• WHAT TO WORK ON: Transcribe the records below. Leave every line exactly as written.

• AVAILABLE DATA:

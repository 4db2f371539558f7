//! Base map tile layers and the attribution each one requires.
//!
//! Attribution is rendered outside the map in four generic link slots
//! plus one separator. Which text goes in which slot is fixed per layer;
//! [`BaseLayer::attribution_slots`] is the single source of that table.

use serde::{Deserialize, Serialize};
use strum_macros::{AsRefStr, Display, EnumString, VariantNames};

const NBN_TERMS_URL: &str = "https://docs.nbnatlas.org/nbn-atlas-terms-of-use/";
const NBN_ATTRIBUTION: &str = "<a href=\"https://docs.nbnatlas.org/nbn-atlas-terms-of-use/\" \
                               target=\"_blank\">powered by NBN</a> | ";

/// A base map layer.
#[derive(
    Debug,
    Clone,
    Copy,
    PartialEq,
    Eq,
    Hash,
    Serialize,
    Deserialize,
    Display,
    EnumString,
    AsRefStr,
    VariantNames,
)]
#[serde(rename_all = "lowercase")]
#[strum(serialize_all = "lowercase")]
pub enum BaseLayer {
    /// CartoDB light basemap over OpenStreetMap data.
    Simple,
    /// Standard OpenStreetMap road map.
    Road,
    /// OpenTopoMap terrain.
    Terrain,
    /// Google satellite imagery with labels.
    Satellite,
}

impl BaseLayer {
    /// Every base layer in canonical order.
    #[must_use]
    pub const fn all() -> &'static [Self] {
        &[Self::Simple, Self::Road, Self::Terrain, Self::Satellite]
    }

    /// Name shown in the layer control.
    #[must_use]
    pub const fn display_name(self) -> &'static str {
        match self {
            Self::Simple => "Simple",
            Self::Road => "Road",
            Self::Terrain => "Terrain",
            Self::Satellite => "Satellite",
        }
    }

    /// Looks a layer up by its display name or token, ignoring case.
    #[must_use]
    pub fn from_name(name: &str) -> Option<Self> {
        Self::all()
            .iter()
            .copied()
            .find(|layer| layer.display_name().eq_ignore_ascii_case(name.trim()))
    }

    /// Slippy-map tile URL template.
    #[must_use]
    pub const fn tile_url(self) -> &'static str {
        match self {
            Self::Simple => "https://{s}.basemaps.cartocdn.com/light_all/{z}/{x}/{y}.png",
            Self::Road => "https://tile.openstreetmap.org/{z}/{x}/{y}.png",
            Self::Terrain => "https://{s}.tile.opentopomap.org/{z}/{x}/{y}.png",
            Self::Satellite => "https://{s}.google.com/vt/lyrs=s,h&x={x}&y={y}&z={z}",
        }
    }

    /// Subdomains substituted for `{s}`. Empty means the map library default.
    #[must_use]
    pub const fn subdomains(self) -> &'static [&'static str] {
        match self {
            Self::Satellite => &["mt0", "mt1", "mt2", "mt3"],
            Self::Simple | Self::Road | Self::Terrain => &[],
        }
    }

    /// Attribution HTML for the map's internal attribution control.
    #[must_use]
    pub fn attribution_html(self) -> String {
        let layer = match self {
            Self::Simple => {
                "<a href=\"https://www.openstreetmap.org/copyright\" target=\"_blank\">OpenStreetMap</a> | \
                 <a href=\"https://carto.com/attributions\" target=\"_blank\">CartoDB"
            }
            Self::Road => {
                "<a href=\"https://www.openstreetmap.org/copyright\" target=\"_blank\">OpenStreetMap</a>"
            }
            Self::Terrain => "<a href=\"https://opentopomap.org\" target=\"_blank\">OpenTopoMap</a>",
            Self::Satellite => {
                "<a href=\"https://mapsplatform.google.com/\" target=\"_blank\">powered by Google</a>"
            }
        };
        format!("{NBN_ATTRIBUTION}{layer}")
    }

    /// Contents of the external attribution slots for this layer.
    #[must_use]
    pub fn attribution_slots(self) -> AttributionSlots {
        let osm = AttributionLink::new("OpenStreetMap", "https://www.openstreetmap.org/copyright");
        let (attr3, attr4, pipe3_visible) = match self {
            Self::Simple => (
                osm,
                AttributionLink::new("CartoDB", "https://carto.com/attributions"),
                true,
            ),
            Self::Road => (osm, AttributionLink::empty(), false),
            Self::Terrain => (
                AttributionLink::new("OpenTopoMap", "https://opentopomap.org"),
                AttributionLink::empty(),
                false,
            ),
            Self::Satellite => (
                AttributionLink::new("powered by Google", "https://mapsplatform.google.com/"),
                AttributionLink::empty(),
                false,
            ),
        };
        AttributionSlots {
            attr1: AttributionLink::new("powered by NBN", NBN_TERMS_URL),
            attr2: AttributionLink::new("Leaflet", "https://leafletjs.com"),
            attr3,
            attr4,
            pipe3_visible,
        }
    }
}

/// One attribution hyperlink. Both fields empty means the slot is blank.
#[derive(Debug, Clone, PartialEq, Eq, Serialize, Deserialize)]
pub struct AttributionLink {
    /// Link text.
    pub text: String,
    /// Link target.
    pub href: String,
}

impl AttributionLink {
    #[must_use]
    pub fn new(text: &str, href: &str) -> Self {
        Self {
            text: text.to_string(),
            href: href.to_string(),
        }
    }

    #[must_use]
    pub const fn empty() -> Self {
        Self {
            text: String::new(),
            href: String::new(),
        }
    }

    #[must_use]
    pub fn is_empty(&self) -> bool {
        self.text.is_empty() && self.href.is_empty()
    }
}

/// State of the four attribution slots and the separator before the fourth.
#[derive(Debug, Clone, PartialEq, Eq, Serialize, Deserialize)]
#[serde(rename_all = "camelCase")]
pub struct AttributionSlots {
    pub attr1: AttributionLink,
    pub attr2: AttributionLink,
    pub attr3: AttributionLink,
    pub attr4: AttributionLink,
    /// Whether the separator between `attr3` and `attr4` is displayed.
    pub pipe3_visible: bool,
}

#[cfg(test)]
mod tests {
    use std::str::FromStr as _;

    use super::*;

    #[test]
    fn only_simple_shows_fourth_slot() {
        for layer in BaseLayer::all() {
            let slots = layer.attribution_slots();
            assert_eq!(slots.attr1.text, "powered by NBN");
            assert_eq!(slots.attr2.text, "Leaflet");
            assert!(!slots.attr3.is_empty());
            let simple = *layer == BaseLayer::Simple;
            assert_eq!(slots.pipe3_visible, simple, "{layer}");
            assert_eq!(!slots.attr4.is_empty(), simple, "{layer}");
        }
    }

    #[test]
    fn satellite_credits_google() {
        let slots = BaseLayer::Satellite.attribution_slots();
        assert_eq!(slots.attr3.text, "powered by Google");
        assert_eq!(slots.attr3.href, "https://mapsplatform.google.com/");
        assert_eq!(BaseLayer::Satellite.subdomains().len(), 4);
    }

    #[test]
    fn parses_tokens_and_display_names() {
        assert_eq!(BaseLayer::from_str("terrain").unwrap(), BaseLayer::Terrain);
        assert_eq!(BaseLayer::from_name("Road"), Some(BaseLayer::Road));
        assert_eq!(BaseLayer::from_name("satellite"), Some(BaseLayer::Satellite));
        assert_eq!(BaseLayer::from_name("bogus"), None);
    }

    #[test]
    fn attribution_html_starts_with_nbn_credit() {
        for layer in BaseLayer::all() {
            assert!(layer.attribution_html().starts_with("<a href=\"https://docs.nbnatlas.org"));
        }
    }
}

• ANSWER TO THE PROBLEM:
repository 4db2f371539558f7
//! Base map tile layers and the attribution each one requires.
//!
//! Attribution is rendered outside the map in four generic link slots
//! plus one separator. Which text goes in which slot is fixed per layer;
//! [`BaseLayer::attribution_slots`] is the single source of that table.

use serde::{Deserialize, Serialize};
use strum_macros::{AsRefStr, Display, EnumString, VariantNames};

const NBN_TERMS_URL: &str = "https://docs.nbnatlas.org/nbn-atlas-terms-of-use/";
const NBN_ATTRIBUTION: &str = "<a href=\"https://docs.nbnatlas.org/nbn-atlas-terms-of-use/\" \
                               target=\"_blank\">powered by NBN</a> | ";

/// A base map layer.
#[derive(
    Debug,
    Clone,
    Copy,
    PartialEq,
    Eq,
    Hash,
    Serialize,
    Deserialize,
    Display,
    EnumString,
    AsRefStr,
    VariantNames,
)]
#[serde(rename_all = "lowercase")]
#[strum(serialize_all = "lowercase")]
pub enum BaseLayer {
    /// CartoDB light basemap over OpenStreetMap data.
    Simple,
    /// Standard OpenStreetMap road map.
    Road,
    /// OpenTopoMap terrain.
    Terrain,
    /// Google satellite imagery with labels.
    Satellite,
}

impl BaseLayer {
    /// Every base layer in canonical order.
    #[must_use]
    pub const fn all() -> &'static [Self] {
        &[Self::Simple, Self::Road, Self::Terrain, Self::Satellite]
    }

    /// Name shown in the layer control.
    #[must_use]
    pub const fn display_name(self) -> &'static str {
        match self {
            Self::Simple => "Simple",
            Self::Road => "Road",
            Self::Terrain => "Terrain",
            Self::Satellite => "Satellite",
        }
    }

    /// Looks a layer up by its display name or token, ignoring case.
    #[must_use]
    pub fn from_name(name: &str) -> Option<Self> {
        Self::all()
            .iter()
            .copied()
            .find(|layer| layer.display_name().eq_ignore_ascii_case(name.trim()))
    }

    /// Slippy-map tile URL template.
    #[must_use]
    pub const fn tile_url(self) -> &'static str {
        match self {
            Self::Simple => "https://{s}.basemaps.cartocdn.com/light_all/{z}/{x}/{y}.png",
            Self::Road => "https://tile.openstreetmap.org/{z}/{x}/{y}.png",
            Self::Terrain => "https://{s}.tile.opentopomap.org/{z}/{x}/{y}.png",
            Self::Satellite => "https://{s}.google.com/vt/lyrs=s,h&x={x}&y={y}&z={z}",
        }
    }

    /// Subdomains substituted for `{s}`. Empty means the map library default.
    #[must_use]
    pub const fn subdomains(self) -> &'static [&'static str] {
        match self {
            Self::Satellite => &["mt0", "mt1", "mt2", "mt3"],
            Self::Simple | Self::Road | Self::Terrain => &[],
        }
    }

    /// Attribution HTML for the map's internal attribution control.
    #[must_use]
    pub fn attribution_html(self) -> String {
        let layer = match self {
            Self::Simple => {
                "<a href=\"https://www.openstreetmap.org/copyright\" target=\"_blank\">OpenStreetMap</a> | \
                 <a href=\"https://carto.com/attributions\" target=\"_blank\">CartoDB"
            }
            Self::Road => {
                "<a href=\"https://www.openstreetmap.org/copyright\" target=\"_blank\">OpenStreetMap</a>"
            }
            Self::Terrain => "<a href=\"https://opentopomap.org\" target=\"_blank\">OpenTopoMap</a>",
            Self::Satellite => {
                "<a href=\"https://mapsplatform.google.com/\" target=\"_blank\">powered by Google</a>"
            }
        };
        format!("{NBN_ATTRIBUTION}{layer}")
    }

    /// Contents of the external attribution slots for this layer.
    #[must_use]
    pub fn attribution_slots(self) -> AttributionSlots {
        let osm = AttributionLink::new("OpenStreetMap", "https://www.openstreetmap.org/copyright");
        let (attr3, attr4, pipe3_visible) = match self {
            Self::Simple => (
                osm,
                AttributionLink::new("CartoDB", "https://carto.com/attributions"),
                true,
            ),
            Self::Road => (osm, AttributionLink::empty(), false),
            Self::Terrain => (
                AttributionLink::new("OpenTopoMap", "https://opentopomap.org"),
                AttributionLink::empty(),
                false,
            ),
            Self::Satellite => (
                AttributionLink::new("powered by Google", "https://mapsplatform.google.com/"),
                AttributionLink::empty(),
                false,
            ),
        };
        AttributionSlots {
            attr1: AttributionLink::new("powered by NBN", NBN_TERMS_URL),
            attr2: AttributionLink::new("Leaflet", "https://leafletjs.com"),
            attr3,
            attr4,
            pipe3_visible,
        }
    }
}

/// One attribution hyperlink. Both fields empty means the slot is blank.
#[derive(Debug, Clone, PartialEq, Eq, Serialize, Deserialize)]
pub struct AttributionLink {
    /// Link text.
    pub text: String,
    /// Link target.
    pub href: String,
}

impl AttributionLink {
    #[must_use]
    pub fn new(text: &str, href: &str) -> Self {
        Self {
            text: text.to_string(),
            href: href.to_string(),
        }
    }

    #[must_use]
    pub const fn empty() -> Self {
        Self {
            text: String::new(),
            href: String::new(),
        }
    }

    #[must_use]
    pub fn is_empty(&self) -> bool {
        self.text.is_empty() && self.href.is_empty()
    }
}

/// State of the four attribution slots and the separator before the fourth.
#[derive(Debug, Clone, PartialEq, Eq, Serialize, Deserialize)]
#[serde(rename_all = "camelCase")]
pub struct AttributionSlots {
    pub attr1: AttributionLink,
    pub attr2: AttributionLink,
    pub attr3: AttributionLink,
    pub attr4: AttributionLink,
    /// Whether the separator between `attr3` and `attr4` is displayed.
    pub pipe3_visible: bool,
}

#[cfg(test)]
mod tests {
    use std::str::FromStr as _;

    use super::*;

    #[test]
    fn only_simple_shows_fourth_slot() {
        for layer in BaseLayer::all() {
            let slots = layer.attribution_slots();
            assert_eq!(slots.attr1.text, "powered by NBN");
            assert_eq!(slots.attr2.text, "Leaflet");
            assert!(!slots.attr3.is_empty());
            let simple = *layer == BaseLayer::Simple;
            assert_eq!(slots.pipe3_visible, simple, "{layer}");
            assert_eq!(!slots.attr4.is_empty(), simple, "{layer}");
        }
    }

    #[test]
    fn satellite_credits_google() {
        let slots = BaseLayer::Satellite.attribution_slots();
        assert_eq!(slots.attr3.text, "powered by Google");
        assert_eq!(slots.attr3.href, "https://mapsplatform.google.com/");
        assert_eq!(BaseLayer::Satellite.subdomains().len(), 4);
    }

    #[test]
    fn parses_tokens_and_display_names() {
        assert_eq!(BaseLayer::from_str("terrain").unwrap(), BaseLayer::Terrain);
        assert_eq!(BaseLayer::from_name("Road"), Some(BaseLayer::Road));
        assert_eq!(BaseLayer::from_name("satellite"), Some(BaseLayer::Satellite));
        assert_eq!(BaseLayer::from_name("bogus"), None);
    }

    #[test]
    fn attribution_html_starts_with_nbn_credit() {
        for layer in BaseLayer::all() {
            assert!(layer.attribution_html().starts_with("<a href=\"https://docs.nbnatlas.org"));
        }
    }
}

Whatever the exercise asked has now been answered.